Development and Evaluation of Fine-Tuned Large Language Models for Real-Time Cybersecurity Incident Triage and Ethical Decision-Making
AI Ethics, Cybersecurity, Decision Support Systems, Ethical AI, FineTuning, Incident Triage, Large Language Models, Real-Time Response, Responsible AI Deployment, Threat Intelligence
Abstract
Because cybersecurity attacks are becoming more sophisticated and frequent, incident response decisions must be made quickly and morally. The creation and assessment of optimized large language models (LLMs) for ethical reasoning and real-time cybersecurity incident triage are presented in this work. In order to improve the models, we used pre-trained transformer topologies and carefully selected domain-specific datasets that included ethical standards, incident reports, and threat intelligence. Response accuracy, contextual relevance, ethical alignment, and delay under high-pressure situations were the main evaluation measures.
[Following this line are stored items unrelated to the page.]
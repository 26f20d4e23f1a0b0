// ============================================================
// Layer 4 - Data Pipeline
// ============================================================
// Everything from a stored dataset to tensor batches:
//
//   MNIST split (burn vision dataset)
//       │   MnistToDigit: flatten 28x28, scale to [0, 1]
//       ▼
//   Dataset<DigitSample>
//       │
//       ▼
//   SequentialScheme  → index ranges [0,B), [B,2B), ...
//       │
//       ▼
//   DataStream        → validated Vec<DigitSample> per batch
//       │
//       ▼
//   DigitBatcher      → DigitBatch { features, targets }
//
// Two streams exist per run: training (small batches) and
// evaluation on the test split (large batches).
//
// Reference: Burn Book §4 (Datasets and Dataloaders)

/// MNIST-backed datasets of DigitSample
pub mod dataset;

/// Sequential index ranges for one pass
pub mod scheme;

/// Restartable, validated batch stream
pub mod stream;

/// Implements Burn's Batcher trait to create tensor batches
pub mod batcher;
#![recursion_limit = "256"]

mod application;
mod cli;
mod data;
mod domain;
mod infra;
mod ml;

use anyhow::Result;
use clap::Parser;
use cli::Cli;
use tracing_subscriber::EnvFilter;

fn main() -> Result<()> {
    let filter = EnvFilter::try_from_default_env()
        .or_else(|_| EnvFilter::try_new("mnist_mlp=info"))?;
    tracing_subscriber::fmt().with_env_filter(filter).init();

    Cli::parse().run()
}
The findings show that optimized LLMs greatly improve incident assessment speed and quality while upholding moral standards including non-maleficence, proportionate reaction, and data privacy. In order to strike a compromise between automation and responsibility, we also suggest a hybrid decisionsupport architecture that combines these LLMs with human analysts. While highlighting the significance of openness, bias prevention, and ongoing monitoring in applications that are morally sensitive, the results also demonstrate the revolutionary potential of AI in cybersecurity operations.